Rationale
Mitochondria produce ATP, especially critical for survival of highly aerobic cells, such as cardiac myocytes. Conversely, opening of mitochondrial high-conductance and long-lasting permeability transition pores (mPTP) causes respiratory uncoupling, mitochondrial injury, and cell death. However, low conductance and transient mPTP openings (tPTP) might limit mitochondrial Ca(2+) load and be cardioprotective, but direct evidence for tPTP in cells is limited.Objective
To directly characterize tPTP occurrence during sarcoplasmic reticulum Ca(2+) release in adult cardiac myocytes.Methods and results
Here, we measured tPTP directly as transient drops in mitochondrial [Ca(2+)] ([Ca(2+)]mito) and membrane potential (ΔΨm) in adult cardiac myocytes during cyclic sarcoplasmic reticulum Ca release, by simultaneous live imaging of 500 to 1000 individual mitochondria. The frequency of tPTPs rose at higher [Ca(2+)]mito, [Ca(2+)]i, with 1 μmol/L peroxide exposure and in myocyte from failing hearts. The tPTPs were suppressed by preventing mitochondrial Ca(2+) influx, by mPTP inhibitor cyclosporine A, sanglifehrin, and in cyclophilin D knockout mice. These tPTP events were 57±5 s in duration, but were rare (occurring in <0.1% of myocyte mitochondria at any moment) such that the overall energetic cost to the cell is minimal. The tPTP pore size is much smaller than for permanent mPTP, as neither Rhod-2 nor calcein (600 Da) were lost.

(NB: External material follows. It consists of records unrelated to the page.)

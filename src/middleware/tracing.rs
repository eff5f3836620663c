use std::time::Instant;

use tracing::{field, info_span};

use super::chain::Next;
use super::core::{ChainResult, NativeMiddleware};
use crate::dispatcher::Context;

/// Opens a `request` span around the rest of the chain and records the
/// outcome on it.
///
/// Register it first so every later middleware and the handler log inside
/// the span.
#[derive(Debug, Default, Clone, Copy)]
pub struct TracingMiddleware;

impl NativeMiddleware for TracingMiddleware {
    fn handle(&self, ctx: &mut Context, next: Next<'_>) -> ChainResult {
        let span = info_span!(
            "request",
            request_id = %ctx.request_id(),
            method = %ctx.method(),
            path = %ctx.path(),
            status = field::Empty,
            latency_ms = field::Empty,
        );
        let _entered = span.enter();
        let start = Instant::now();

        let result = next.run(ctx);

        let status = match &result {
            Ok(_) => ctx.response.status().unwrap_or(200),
            Err(_) => 500,
        };
        span.record("status", status);
        span.record(
            "latency_ms",
            u64::try_from(start.elapsed().as_millis()).unwrap_or(u64::MAX),
        );
        result
    }
}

Thus, proteins and even molecules the size of NADH (663 Da) will be retained during these tPTP.Conclusions
We conclude that tPTP openings (MitoWinks) may be molecularly related to pathological mPTP, but are likely to be normal physiological manifestation that benefits mitochondrial (and cell) survival by allowing individual mitochondria to reset themselves with little overall energetic cost.